▶ _Work required_:
In the listing below, locate the lines that hold "info" and copy them.
[Exercise inputs Boundary: Start]
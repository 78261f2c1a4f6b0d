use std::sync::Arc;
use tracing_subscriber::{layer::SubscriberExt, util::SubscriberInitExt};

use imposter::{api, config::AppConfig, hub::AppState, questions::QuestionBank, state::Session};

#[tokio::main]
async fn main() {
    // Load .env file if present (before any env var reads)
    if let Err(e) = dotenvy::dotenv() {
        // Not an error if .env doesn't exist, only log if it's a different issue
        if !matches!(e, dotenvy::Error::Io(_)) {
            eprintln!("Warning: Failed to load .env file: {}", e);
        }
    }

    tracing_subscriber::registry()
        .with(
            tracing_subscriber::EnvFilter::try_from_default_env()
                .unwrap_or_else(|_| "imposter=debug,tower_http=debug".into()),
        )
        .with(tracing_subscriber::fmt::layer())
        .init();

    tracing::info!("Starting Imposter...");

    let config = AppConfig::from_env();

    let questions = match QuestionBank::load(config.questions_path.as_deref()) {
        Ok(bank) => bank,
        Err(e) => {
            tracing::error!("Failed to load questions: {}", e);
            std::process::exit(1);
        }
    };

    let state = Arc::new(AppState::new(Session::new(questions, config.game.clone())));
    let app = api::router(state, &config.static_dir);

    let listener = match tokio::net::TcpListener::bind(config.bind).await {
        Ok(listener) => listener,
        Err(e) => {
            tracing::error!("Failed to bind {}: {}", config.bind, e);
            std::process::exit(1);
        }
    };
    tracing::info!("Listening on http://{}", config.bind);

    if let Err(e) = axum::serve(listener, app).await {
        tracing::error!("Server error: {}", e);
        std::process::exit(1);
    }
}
[Exercise inputs Boundary: End]
▶ _Output for this exercise_:
    tracing::info!("Starting Imposter...");
    tracing::info!("Listening on http://{}", config.bind);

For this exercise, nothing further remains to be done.